(Listed records Opens)
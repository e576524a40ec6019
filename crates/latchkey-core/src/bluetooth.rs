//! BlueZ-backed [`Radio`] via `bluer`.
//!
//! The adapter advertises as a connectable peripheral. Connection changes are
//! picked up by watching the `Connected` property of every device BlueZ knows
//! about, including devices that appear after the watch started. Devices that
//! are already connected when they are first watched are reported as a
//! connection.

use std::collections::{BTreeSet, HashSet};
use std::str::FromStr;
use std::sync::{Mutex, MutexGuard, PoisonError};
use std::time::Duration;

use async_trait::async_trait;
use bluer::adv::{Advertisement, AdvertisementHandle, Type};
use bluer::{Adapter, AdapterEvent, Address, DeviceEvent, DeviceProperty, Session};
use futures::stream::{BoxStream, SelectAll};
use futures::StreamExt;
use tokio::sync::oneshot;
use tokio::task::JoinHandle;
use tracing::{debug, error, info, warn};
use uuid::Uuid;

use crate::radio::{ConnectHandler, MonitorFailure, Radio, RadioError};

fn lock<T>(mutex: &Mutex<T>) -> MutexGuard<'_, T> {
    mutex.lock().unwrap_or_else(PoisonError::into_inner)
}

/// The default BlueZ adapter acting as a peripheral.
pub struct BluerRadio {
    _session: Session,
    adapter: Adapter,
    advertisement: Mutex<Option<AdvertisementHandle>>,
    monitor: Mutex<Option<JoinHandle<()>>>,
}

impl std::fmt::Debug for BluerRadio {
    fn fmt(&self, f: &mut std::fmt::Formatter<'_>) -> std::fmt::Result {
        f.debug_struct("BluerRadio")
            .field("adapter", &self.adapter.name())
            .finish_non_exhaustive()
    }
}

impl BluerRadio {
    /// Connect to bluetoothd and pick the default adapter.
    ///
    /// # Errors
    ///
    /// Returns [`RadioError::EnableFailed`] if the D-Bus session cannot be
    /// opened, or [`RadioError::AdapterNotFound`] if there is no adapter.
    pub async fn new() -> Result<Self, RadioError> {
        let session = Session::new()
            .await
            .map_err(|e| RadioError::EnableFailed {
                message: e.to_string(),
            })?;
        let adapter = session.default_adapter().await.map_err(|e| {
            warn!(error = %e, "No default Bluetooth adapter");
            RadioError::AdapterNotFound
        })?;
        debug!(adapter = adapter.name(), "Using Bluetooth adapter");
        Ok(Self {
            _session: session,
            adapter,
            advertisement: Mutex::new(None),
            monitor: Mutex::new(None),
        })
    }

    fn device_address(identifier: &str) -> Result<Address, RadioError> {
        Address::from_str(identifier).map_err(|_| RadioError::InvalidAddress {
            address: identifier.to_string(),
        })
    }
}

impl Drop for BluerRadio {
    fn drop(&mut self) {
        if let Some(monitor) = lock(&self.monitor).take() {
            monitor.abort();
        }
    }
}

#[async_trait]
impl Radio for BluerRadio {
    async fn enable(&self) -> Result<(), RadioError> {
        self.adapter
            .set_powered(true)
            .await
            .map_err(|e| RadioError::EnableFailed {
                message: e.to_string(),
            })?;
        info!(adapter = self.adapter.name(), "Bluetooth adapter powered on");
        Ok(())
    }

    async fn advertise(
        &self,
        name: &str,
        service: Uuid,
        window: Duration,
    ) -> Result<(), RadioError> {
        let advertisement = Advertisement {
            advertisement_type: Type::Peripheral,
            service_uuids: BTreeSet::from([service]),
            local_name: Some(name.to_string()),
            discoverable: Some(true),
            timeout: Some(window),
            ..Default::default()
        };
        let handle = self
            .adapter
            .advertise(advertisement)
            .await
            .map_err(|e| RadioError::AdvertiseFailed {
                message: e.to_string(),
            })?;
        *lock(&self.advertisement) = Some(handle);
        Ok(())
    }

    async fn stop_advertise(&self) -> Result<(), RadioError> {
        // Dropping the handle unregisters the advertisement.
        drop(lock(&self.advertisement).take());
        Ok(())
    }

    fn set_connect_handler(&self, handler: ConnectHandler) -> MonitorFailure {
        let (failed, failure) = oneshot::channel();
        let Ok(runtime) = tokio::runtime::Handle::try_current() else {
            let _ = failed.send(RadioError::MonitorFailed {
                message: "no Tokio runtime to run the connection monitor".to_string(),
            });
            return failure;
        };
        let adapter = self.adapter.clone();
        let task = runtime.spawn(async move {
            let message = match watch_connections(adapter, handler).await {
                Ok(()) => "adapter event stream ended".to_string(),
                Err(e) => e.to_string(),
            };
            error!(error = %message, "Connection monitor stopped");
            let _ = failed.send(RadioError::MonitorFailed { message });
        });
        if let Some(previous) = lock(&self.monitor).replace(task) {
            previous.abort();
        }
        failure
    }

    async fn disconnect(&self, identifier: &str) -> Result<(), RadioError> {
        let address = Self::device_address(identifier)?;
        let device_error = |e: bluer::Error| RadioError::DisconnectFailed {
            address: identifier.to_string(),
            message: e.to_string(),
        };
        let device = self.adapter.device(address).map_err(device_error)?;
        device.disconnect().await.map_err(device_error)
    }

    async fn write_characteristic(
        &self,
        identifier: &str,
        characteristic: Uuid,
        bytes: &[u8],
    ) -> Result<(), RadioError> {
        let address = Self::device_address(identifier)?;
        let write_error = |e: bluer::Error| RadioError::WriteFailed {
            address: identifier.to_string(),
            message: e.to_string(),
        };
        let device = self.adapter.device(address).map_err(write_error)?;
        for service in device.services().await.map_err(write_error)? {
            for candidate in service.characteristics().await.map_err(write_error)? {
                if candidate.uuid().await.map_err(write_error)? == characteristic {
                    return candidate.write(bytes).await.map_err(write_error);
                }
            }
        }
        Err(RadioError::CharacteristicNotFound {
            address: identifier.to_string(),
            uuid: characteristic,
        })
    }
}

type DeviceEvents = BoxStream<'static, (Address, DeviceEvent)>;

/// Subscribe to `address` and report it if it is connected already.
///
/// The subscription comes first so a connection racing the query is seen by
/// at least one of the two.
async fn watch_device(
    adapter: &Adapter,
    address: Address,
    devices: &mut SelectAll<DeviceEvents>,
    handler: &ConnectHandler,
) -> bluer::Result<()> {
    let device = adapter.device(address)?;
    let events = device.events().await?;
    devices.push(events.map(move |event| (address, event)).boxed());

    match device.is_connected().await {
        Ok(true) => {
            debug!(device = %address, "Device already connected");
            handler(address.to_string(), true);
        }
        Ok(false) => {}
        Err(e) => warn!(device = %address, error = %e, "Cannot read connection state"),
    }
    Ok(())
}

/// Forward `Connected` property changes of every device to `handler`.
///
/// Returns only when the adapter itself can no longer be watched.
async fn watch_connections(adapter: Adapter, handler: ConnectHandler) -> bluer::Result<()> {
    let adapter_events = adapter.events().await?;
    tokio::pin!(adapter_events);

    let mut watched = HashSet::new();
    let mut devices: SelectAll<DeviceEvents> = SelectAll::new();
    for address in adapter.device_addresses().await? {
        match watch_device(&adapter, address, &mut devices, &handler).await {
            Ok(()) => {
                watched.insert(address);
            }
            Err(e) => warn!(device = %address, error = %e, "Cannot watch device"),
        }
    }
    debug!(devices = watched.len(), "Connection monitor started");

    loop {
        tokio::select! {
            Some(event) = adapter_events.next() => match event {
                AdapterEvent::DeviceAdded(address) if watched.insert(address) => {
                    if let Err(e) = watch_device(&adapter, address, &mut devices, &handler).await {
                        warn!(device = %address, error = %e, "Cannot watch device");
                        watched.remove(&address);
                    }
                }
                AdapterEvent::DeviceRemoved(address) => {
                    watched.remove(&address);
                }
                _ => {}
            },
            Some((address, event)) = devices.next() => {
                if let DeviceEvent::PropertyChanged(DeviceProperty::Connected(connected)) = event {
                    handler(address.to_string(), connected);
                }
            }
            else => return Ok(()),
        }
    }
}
(Listed records Closes)
(Listed records Opens)
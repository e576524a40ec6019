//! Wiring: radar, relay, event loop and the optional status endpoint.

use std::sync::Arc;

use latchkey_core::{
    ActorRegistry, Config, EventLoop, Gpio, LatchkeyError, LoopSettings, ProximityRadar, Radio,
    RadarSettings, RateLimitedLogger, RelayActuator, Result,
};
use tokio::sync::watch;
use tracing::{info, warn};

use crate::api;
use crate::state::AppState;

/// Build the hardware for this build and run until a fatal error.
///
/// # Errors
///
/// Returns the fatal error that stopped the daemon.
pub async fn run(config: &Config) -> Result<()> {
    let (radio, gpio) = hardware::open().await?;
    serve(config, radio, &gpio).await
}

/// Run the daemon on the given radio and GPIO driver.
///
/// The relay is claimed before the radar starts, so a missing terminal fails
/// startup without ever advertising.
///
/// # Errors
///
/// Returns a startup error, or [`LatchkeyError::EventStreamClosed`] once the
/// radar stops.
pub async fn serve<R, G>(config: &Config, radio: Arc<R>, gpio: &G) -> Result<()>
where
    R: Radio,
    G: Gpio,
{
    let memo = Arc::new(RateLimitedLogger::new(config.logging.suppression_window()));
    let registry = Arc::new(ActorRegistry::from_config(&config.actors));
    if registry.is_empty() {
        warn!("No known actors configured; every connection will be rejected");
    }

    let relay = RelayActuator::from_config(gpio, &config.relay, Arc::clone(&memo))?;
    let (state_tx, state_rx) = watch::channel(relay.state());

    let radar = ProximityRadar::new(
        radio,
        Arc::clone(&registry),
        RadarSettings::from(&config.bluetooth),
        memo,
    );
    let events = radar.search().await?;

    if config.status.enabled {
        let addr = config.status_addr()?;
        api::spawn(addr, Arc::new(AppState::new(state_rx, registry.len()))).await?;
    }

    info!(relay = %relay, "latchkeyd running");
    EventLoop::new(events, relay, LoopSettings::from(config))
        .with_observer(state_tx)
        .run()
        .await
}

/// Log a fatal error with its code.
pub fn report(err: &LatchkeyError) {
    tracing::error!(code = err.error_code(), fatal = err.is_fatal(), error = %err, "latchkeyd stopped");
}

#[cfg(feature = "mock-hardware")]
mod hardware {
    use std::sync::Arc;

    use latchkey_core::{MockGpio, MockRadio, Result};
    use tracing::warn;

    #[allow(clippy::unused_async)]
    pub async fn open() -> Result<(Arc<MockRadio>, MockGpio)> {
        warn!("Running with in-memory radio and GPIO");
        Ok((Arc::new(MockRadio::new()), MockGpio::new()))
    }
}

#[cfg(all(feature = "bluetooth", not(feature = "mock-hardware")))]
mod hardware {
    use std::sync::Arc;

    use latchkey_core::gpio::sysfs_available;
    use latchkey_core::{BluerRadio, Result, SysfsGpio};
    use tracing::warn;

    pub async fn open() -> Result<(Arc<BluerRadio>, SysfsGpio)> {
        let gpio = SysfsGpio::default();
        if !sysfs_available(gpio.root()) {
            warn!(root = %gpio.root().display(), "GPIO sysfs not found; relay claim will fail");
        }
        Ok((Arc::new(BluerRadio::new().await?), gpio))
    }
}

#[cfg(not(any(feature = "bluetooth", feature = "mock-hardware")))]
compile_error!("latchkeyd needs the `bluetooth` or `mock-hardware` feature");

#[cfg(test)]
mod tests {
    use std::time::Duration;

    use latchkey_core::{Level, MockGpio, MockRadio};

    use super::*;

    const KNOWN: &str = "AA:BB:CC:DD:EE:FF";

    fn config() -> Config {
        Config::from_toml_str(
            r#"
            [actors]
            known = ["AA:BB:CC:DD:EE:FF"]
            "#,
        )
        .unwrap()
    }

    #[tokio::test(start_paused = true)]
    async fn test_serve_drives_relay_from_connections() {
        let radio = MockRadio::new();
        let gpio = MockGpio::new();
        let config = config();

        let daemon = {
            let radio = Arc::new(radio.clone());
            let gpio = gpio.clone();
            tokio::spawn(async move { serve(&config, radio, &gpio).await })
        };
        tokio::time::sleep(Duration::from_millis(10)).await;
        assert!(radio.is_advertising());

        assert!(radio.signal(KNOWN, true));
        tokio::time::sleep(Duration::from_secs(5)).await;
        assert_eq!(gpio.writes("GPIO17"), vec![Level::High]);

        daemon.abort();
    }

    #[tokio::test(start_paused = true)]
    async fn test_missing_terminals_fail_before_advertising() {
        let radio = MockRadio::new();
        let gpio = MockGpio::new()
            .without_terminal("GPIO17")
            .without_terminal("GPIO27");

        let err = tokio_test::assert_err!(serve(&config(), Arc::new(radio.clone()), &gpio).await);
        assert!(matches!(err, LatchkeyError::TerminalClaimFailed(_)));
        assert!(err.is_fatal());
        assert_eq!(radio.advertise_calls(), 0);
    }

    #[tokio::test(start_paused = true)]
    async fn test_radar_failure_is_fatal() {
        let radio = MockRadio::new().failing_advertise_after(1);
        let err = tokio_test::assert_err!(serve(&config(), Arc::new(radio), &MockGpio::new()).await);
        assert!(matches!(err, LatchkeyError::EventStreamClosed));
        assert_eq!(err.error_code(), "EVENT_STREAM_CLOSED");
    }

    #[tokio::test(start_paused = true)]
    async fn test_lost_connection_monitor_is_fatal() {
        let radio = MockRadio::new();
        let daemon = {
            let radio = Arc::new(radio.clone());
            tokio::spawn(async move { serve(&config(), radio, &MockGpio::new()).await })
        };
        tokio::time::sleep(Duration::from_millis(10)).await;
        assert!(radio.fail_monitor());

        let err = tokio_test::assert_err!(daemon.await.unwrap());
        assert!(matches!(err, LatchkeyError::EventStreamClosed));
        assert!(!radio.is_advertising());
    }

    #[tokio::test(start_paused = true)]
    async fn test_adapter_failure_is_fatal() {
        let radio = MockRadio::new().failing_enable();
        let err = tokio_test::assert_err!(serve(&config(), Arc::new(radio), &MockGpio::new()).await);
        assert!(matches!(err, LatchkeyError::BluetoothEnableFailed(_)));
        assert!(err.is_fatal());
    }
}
(Listed records Closes)
### What the task requires
The lines to copy are those in the listing that contain the word "tracing".

### Written response
use tracing::{debug, error, info, warn};
use tracing::{info, warn};
    tracing::error!(code = err.error_code(), fatal = err.is_fatal(), error = %err, "latchkeyd stopped");
    use tracing::warn;
    use tracing::warn;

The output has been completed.